Claro, o ideal dos ideais era não haver desigualdade alguma, ao menos no ponto de partida; não existir esse disparate chamado fome, não ser possível que alguém não conseguisse pagar contas essenciais – em suma: o ideal era que fosse absurdo e inaceitável exatamente tudo que é absurdo e inaceitável. Aparentemente, no entanto, essa bodega toda continua sendo não só aceitabilíssima como fundamental para alguns. Enquanto trabalhamos com gana para corrigir esses despautérios macro, vamos nos aconchegando nas felicidades micro, nas manifestações mais restritas e até individuais de bondade explícita. A ideia das "Pedras da Caridade" me seduziu desde logo pela antiguidade e, em especial, pelo extremo da delicadeza, uma vez que o mecanismo de generosidade às cegas foi lindamente pensado para linkar os dois lados sem constrangimento de nenhum (principalmente da parte receptora, que não precisava expor suas dificuldades se não o desejasse, nem sentir-se devedora de um determinado poderoso). Admiro com toda a ternura iniciativas assim, de coração para coração, sem requisição de identidades – e felizmente continua a haver fartura de exemplos pelo mundo, irmãos das ações de Çakir e do site turco inspiradas na sadaka tashi: diversas padarias e mercadinhos de bairro que disponibilizam pães e demais produtos, de graça, em balcões externos; bares e restaurantes nos quais os clientes deixam cafés ou refeições pagos para pessoas necessitadas que vierem recorrer aos estabelecimentos; costureiras que produzem máscaras gratuitas contra a covid e as distribuem aos que não as possuem (vi casos de "árvores de máscaras", onde as proteções ficam penduradas como frutos e podem ser "colhidas" por quem passar); varais solidários em que roupas bem conservadas são depositadas por seus antigos donos e se tornam disponíveis para novos, beneficiando principalmente pessoas em situação de rua. Isso apenas para citar exemplos que me ocorrem de imediato – afora as doações que são, mais do que todas, questão de vida ou morte, como a de sangue e a de medula óssea. Um universo de pequenas e grandes entregas humanas para nos lembrar, de tempos em tempos, o que raios estamos fazendo mesmo aqui no planeta.
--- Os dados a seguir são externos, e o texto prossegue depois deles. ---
//! Dedup ledger of already-surfaced alert ids.
//!
//! Deadline alerts must fire exactly once per crossing, across poller ticks
//! and across process restarts. The ledger records each surfaced id with its
//! shown-at time, persists the set through the durable state store, and
//! prunes entries beyond the dedup window lazily whenever it is consulted.
//! The TTL lives here and nowhere else.

use std::sync::Arc;

use chrono::{DateTime, Duration, Utc};
use herald_core::{Clock, StateStore};
use serde::{Deserialize, Serialize};
use tracing::{debug, warn};

/// State-store key holding the ledger entries.
pub const LEDGER_STATE_KEY: &str = "shown_alerts";

/// Default dedup window in seconds (5 minutes).
pub const DEFAULT_DEDUP_WINDOW_SECS: i64 = 300;

/// One surfaced alert id with the moment it was shown.
#[derive(Debug, Clone, Serialize, Deserialize)]
pub struct ShownEntry {
    pub id: String,
    pub shown_at: DateTime<Utc>,
}

/// Time-windowed record of surfaced alert ids.
pub struct ShownLedger {
    state: Arc<dyn StateStore>,
    clock: Arc<dyn Clock>,
    window: Duration,
}

impl ShownLedger {
    /// Create a ledger with the default 5-minute window.
    pub fn new(state: Arc<dyn StateStore>, clock: Arc<dyn Clock>) -> Self {
        Self {
            state,
            clock,
            window: Duration::seconds(DEFAULT_DEDUP_WINDOW_SECS),
        }
    }

    /// Override the dedup window.
    pub fn with_window(mut self, window: Duration) -> Self {
        self.window = window;
        self
    }

    /// True when `id` was surfaced within the dedup window. Entries older
    /// than the window are pruned (and the pruned set persisted) as a side
    /// effect of the check.
    pub fn has_been_shown(&self, id: &str) -> bool {
        let cutoff = self.clock.now() - self.window;
        let mut entries = self.load();
        let before = entries.len();
        entries.retain(|e| e.shown_at > cutoff);
        if entries.len() != before {
            debug!(pruned = before - entries.len(), "expired ledger entries");
            self.persist(&entries);
        }
        entries.iter().any(|e| e.id == id)
    }

    /// Record that `id` was surfaced now.
    pub fn mark_shown(&self, id: &str) {
        let mut entries = self.load();
        entries.push(ShownEntry {
            id: id.to_string(),
            shown_at: self.clock.now(),
        });
        self.persist(&entries);
    }

    fn load(&self) -> Vec<ShownEntry> {
        let Some(raw) = self.state.get(LEDGER_STATE_KEY) else {
            return Vec::new();
        };
        match serde_json::from_str(&raw) {
            Ok(entries) => entries,
            Err(e) => {
                warn!(error = %e, "malformed ledger state, starting empty");
                Vec::new()
            }
        }
    }

    fn persist(&self, entries: &[ShownEntry]) {
        let json = match serde_json::to_string(entries) {
            Ok(json) => json,
            Err(e) => {
                warn!(error = %e, "failed to serialize ledger");
                return;
            }
        };
        if let Err(e) = self.state.put(LEDGER_STATE_KEY, &json) {
            warn!(error = %e, "failed to persist ledger");
        }
    }
}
"Pedras da Caridade" devemos ser todos, potencialmente: fontes de altruísmo que não perguntam para onde correm, não pedem crachá nem carta de apresentação; mãos que têm olhos e ouvidos para saber do entorno, mas não têm boca para dar a saber de si; nascentes que minam e minam e minam cuidados sem minguar nunca, sem escolher planta, sem selecionar raiz, apenas banhando em vida o que estiver seco. Pedras sim, para servir de marco, apoio, referência; jamais imóveis e mortas, porém. Pedras permeáveis ao meio, moldáveis, atentas, ainda assim discretas em suas indulgências. Pedras sólidas e grandes o bastante para se fazer sombra, parede, sem ser tropeço. Contínuas. Confiáveis. Presentes sem opressão e permanentes sem cobrança.

Nossa função de ser gente é essa, direta e gratuita. Tudo que nos afaste de ser o único tipo possível de pedra – que fique pelo meio do caminho.